Notes from Windward: #68
Roofing Gray Box
As we edge ever closer to our goal of creating working models of sustainable sytems, the projects we undertake are intended to serve more than one purpose--Gray Box's new roof is a good example.
Sustainable systems have to be flexible in order to respond to changing conditions--since nature is about constant change, we need to be able to respond accordingly. One way we've chosen to insure flexibility involves using shipping containers to create systems which can be moved and reconfigured with relative ease as illustrated by our use of one of our 20' containers to set up the PowerLab where we're doing our research into generating electricity using solar-thermal systems.
Annie replacing some sun-warped deck boards
Vermadise was created using twenty-foot wide pre-bent arches made from galvanized steel tubing. It's a common greenhouse design that we decided to use to create an unusual space by mounting the arches along the inside edges of two 40' shipping containers set 20' apart--Gray Box to the west and Red Box to the east.
The idea was that this would create a 20'x40' work area with a ceiling high enough that we could use it to work on our larger pieces of equipment during the dead of winter. When the snow's too deep to do useful work, that's a great time to be doing maintenance and repair so that these key tools will be ready to go come the spring.
The idea worked well enough for a first-time try, but the primary problem we found was that the rain that fell on the plastic cover ran down the inside surfaces of the containers creating something more akin to an ice-skating rink than a work area. It was clear from that experience that we needed to put some sort of roof on the tops of the containers to catch the runoff from the plastic, and channel the water into a gutter system that captured the rainwater for later use.
In early April, our ground is too damp and wet to do much in the garden, so we're using this window of time to finish up some infrastructure projects such as installing the first of the container roofs designed to catch the runoff from the plastic roof and channel the rainwater into holding tanks. Ground water has dissolved minerals that would foul the inside of a boiler tube, so we'll store and use rainwater to feed the solar steam boiler that will eventually drive our steam-powered generators.
Roofing Gray Box was a project that we'd gotten started on, and then gotten side-tracked onto something else before it was finished.

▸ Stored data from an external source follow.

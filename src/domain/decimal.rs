//! Lossless decimal numeric type backed by rust_decimal.
//!
//! Every amount, unit price, cost and gain in the ledger flows through this type.
//! Comparisons against zero that must tolerate upstream float noise go through
//! [`Decimal::eps`] rather than exact equality.

use rust_decimal::Decimal as RustDecimal;
use serde::{Deserialize, Serialize};
use std::fmt;
use std::iter::Sum;
use std::str::FromStr;

/// Lossless decimal numeric type for cost-basis arithmetic.
///
/// Serializes to a JSON number (not a string).
#[derive(
    Debug, Clone, Copy, Default, PartialEq, Eq, PartialOrd, Ord, Hash, Serialize, Deserialize,
)]
pub struct Decimal(#[serde(with = "rust_decimal::serde::float")] RustDecimal);

impl Decimal {
    pub fn new(value: RustDecimal) -> Self {
        Decimal(value)
    }

    /// Parse a decimal losslessly. Accepts plain (`"0.05"`) and scientific (`"5e-2"`) notation.
    pub fn from_str_canonical(s: &str) -> Result<Self, rust_decimal::Error> {
        let s = s.trim();
        RustDecimal::from_str(s)
            .or_else(|_| RustDecimal::from_scientific(s))
            .map(Decimal)
    }

    /// Canonical string without trailing zeros or exponent.
    pub fn to_canonical_string(&self) -> String {
        format!("{}", self.0.normalize())
    }

    pub fn zero() -> Self {
        Decimal(RustDecimal::ZERO)
    }

    pub fn one() -> Self {
        Decimal(RustDecimal::ONE)
    }

    /// Ledger tolerance, `1e-10`. Holdings below it are considered gone.
    pub fn eps() -> Self {
        Decimal(RustDecimal::new(1, 10))
    }

    pub fn is_zero(&self) -> bool {
        self.0.is_zero()
    }

    pub fn is_positive(&self) -> bool {
        !self.is_zero() && self.0.is_sign_positive()
    }

    pub fn is_negative(&self) -> bool {
        !self.is_zero() && self.0.is_sign_negative()
    }

    /// True when `|self| < EPS`.
    pub fn is_dust(&self) -> bool {
        self.abs() < Self::eps()
    }

    /// True when `|self - other| < EPS`.
    pub fn approx_eq(&self, other: Decimal) -> bool {
        (*self - other).is_dust()
    }

    pub fn abs(&self) -> Self {
        Decimal(self.0.abs())
    }

    /// Division that yields `None` instead of panicking on a zero divisor.
    pub fn checked_div(&self, rhs: Decimal) -> Option<Decimal> {
        self.0.checked_div(rhs.0).map(Decimal)
    }
}

impl fmt::Display for Decimal {
    fn fmt(&self, f: &mut fmt::Formatter<'_>) -> fmt::Result {
        write!(f, "{}", self.to_canonical_string())
    }
}

impl FromStr for Decimal {
    type Err = rust_decimal::Error;

    fn from_str(s: &str) -> Result<Self, Self::Err> {
        Self::from_str_canonical(s)
    }
}

impl From<RustDecimal> for Decimal {
    fn from(value: RustDecimal) -> Self {
        Decimal(value)
    }
}

impl From<Decimal> for RustDecimal {
    fn from(value: Decimal) -> Self {
        value.0
    }
}

impl From<i64> for Decimal {
    fn from(value: i64) -> Self {
        Decimal(RustDecimal::from(value))
    }
}

impl std::ops::Add for Decimal {
    type Output = Decimal;

    fn add(self, rhs: Decimal) -> Decimal {
        Decimal(self.0 + rhs.0)
    }
}

impl std::ops::AddAssign for Decimal {
    fn add_assign(&mut self, rhs: Decimal) {
        self.0 += rhs.0;
    }
}

impl std::ops::Sub for Decimal {
    type Output = Decimal;

    fn sub(self, rhs: Decimal) -> Decimal {
        Decimal(self.0 - rhs.0)
    }
}

impl std::ops::SubAssign for Decimal {
    fn sub_assign(&mut self, rhs: Decimal) {
        self.0 -= rhs.0;
    }
}

impl std::ops::Mul for Decimal {
    type Output = Decimal;

    fn mul(self, rhs: Decimal) -> Decimal {
        Decimal(self.0 * rhs.0)
    }
}

/// Panics on a zero divisor; use [`Decimal::checked_div`] where the divisor may be zero.
impl std::ops::Div for Decimal {
    type Output = Decimal;

    fn div(self, rhs: Decimal) -> Decimal {
        Decimal(self.0 / rhs.0)
    }
}

impl std::ops::Neg for Decimal {
    type Output = Decimal;

    fn neg(self) -> Decimal {
        Decimal(-self.0)
    }
}

impl Sum for Decimal {
    fn sum<I: Iterator<Item = Decimal>>(iter: I) -> Decimal {
        iter.fold(Decimal::zero(), |acc, x| acc + x)
    }
}

impl<'a> Sum<&'a Decimal> for Decimal {
    fn sum<I: Iterator<Item = &'a Decimal>>(iter: I) -> Decimal {
        iter.fold(Decimal::zero(), |acc, x| acc + *x)
    }
}

#[cfg(test)]
mod tests {
    use super::*;

    fn d(s: &str) -> Decimal {
        Decimal::from_str_canonical(s).unwrap()
    }

    #[test]
    fn test_parses_plain_and_scientific_notation() {
        assert_eq!(d("0.05"), d("5e-2"));
        assert_eq!(d(" 1000 ").to_canonical_string(), "1000");
        assert!(Decimal::from_str_canonical("abc").is_err());
    }

    #[test]
    fn test_canonical_string_drops_trailing_zeros() {
        assert_eq!(d("12.5000").to_canonical_string(), "12.5");
        assert_eq!(d("0.10").to_string(), "0.1");
    }

    #[test]
    fn test_eps_is_one_e_minus_ten() {
        assert_eq!(Decimal::eps(), d("0.0000000001"));
        assert!(d("0.00000000009").is_dust());
        assert!(!d("0.0000000001").is_dust());
        assert!(d("-0.00000000001").is_dust());
    }

    #[test]
    fn test_approx_eq_tolerates_dust() {
        assert!(d("10").approx_eq(d("10.00000000001")));
        assert!(!d("10").approx_eq(d("10.001")));
    }

    #[test]
    fn test_checked_div_by_zero_is_none() {
        assert_eq!(d("1").checked_div(Decimal::zero()), None);
        assert_eq!(d("10").checked_div(d("4")), Some(d("2.5")));
    }

    #[test]
    fn test_sums_and_assign_ops() {
        let values = vec![d("1.1"), d("2.2"), d("3.3")];
        let total: Decimal = values.iter().sum();
        assert_eq!(total, d("6.6"));

        let mut x = d("5");
        x += d("2");
        x -= d("0.5");
        assert_eq!(x, d("6.5"));
    }

    #[test]
    fn test_sign() {
        assert!(d("-3").is_negative());
        assert!(!Decimal::zero().is_positive());
    }

    #[test]
    fn test_serializes_as_json_number() {
        let json = serde_json::to_value(d("123.456")).unwrap();
        assert!(json.is_number());
        assert_eq!(json.to_string(), "123.456");
    }
}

A couple of summers later, some of the deck boards were sun-warped and so the first step was to cut out the warped boards and replace them with boards cut on our saw mill. The warped boards where cut up and sent uphill as kindling for the kitchen woodstove.

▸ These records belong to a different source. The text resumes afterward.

use crate::domain::{ContractId, Decimal, TokenId};
use serde::Serialize;
use std::collections::btree_map::Entry;
use std::collections::BTreeMap;
use std::fmt;

use super::{LedgerError, Token};

/// Value held by an external contract (staking pool, vault) on our behalf.
#[derive(Debug, Clone, PartialEq, Eq, Serialize)]
pub struct DepositRecord {
    contract: ContractId,
    held: BTreeMap<TokenId, Token>,
}

impl DepositRecord {
    pub fn new(contract: ContractId) -> Self {
        Self {
            contract,
            held: BTreeMap::new(),
        }
    }

    pub fn contract(&self) -> &ContractId {
        &self.contract
    }

    pub fn held(&self) -> &BTreeMap<TokenId, Token> {
        &self.held
    }

    pub fn deposit(&mut self, token: Token) -> Result<(), LedgerError> {
        if token.is_empty() {
            return Ok(());
        }
        match self.held.entry(token.token_id().clone()) {
            Entry::Occupied(mut slot) => slot.get_mut().merge(token),
            Entry::Vacant(slot) => {
                slot.insert(token);
                Ok(())
            }
        }
    }

    /// Amount of `token` held, zero if none.
    pub fn deposited_amount(&self, token: &TokenId) -> Decimal {
        self.held.get(token).map(Token::amount).unwrap_or_default()
    }

    /// Take `amount` of `token` back out. Emptied slots are dropped.
    pub fn withdraw(&mut self, token: &TokenId, amount: Decimal) -> Result<Token, LedgerError> {
        let slot = self
            .held
            .get_mut(token)
            .ok_or_else(|| LedgerError::NotDeposited {
                contract: self.contract.clone(),
                token: token.clone(),
            })?;
        let removed = slot.remove(amount)?;
        if slot.is_empty() {
            self.held.remove(token);
        }
        Ok(removed)
    }

    pub fn cost(&self) -> Decimal {
        self.held.values().map(Token::cost).sum()
    }

    pub fn is_empty(&self) -> bool {
        self.held.is_empty()
    }

    pub fn collect_leaves(&self, acc: &mut BTreeMap<TokenId, Decimal>) {
        for token in self.held.values() {
            token.collect_leaves(acc);
        }
    }
}

impl fmt::Display for DepositRecord {
    fn fmt(&self, f: &mut fmt::Formatter<'_>) -> fmt::Result {
        writeln!(f, "contract {}:", self.contract)?;
        for token in self.held.values() {
            writeln!(f, "  {}", token)?;
        }
        Ok(())
    }
}
use anyhow::Context;
use chainbasis::{config::Config, pipeline, CsvTransferSource};

#[tokio::main]
async fn main() {
    // Initialize tracing
    tracing_subscriber::fmt()
        .with_env_filter(
            tracing_subscriber::EnvFilter::from_default_env()
                .add_directive(tracing_subscriber::filter::LevelFilter::INFO.into()),
        )
        .init();

    // Load configuration
    let config = match Config::from_env() {
        Ok(cfg) => cfg,
        Err(e) => {
            eprintln!("Configuration error: {}", e);
            std::process::exit(1);
        }
    };

    if let Err(e) = run(&config).await {
        tracing::error!(error = %e, "run aborted");
        eprintln!("{:#}", e);
        std::process::exit(1);
    }
}

async fn run(config: &Config) -> anyhow::Result<()> {
    let source = CsvTransferSource::new(&config.input_path);
    pipeline::run(config, &source)
        .await
        .with_context(|| format!("processing {}", config.input_path))?;
    Ok(())
}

Once the deck was repaired, the next step was to insulate the container with six inch thick fiberglass batts. The design we're using is called a cold roof since the insulation in placed on the roof of the interior space rather than against the roof. That creates an air gap between the insulation and the roofing, thereby preventing heat from being conducted from the roof to the container. As heat passes through the metal roof, it heats the air underneath it, the heated air rises along with the slope of the roof and is exhausted thereby routing the heat away from the inside of the container.
The next step, screwing down the metal roofing, is mostly a matter of paying attention to detail to insure that each sheet lines up with the end of the joists and the previous sheet. The key reason we use metal roofing is that here at the edge of the Cascadian wilderness, there's always a risk that summer will bring a forest fire. We've worked to lessen our forest's fuel load, but when a fire comes through, embers can rain down over long distances--and at that point, a metal roof is the best fire insurance you could hope for.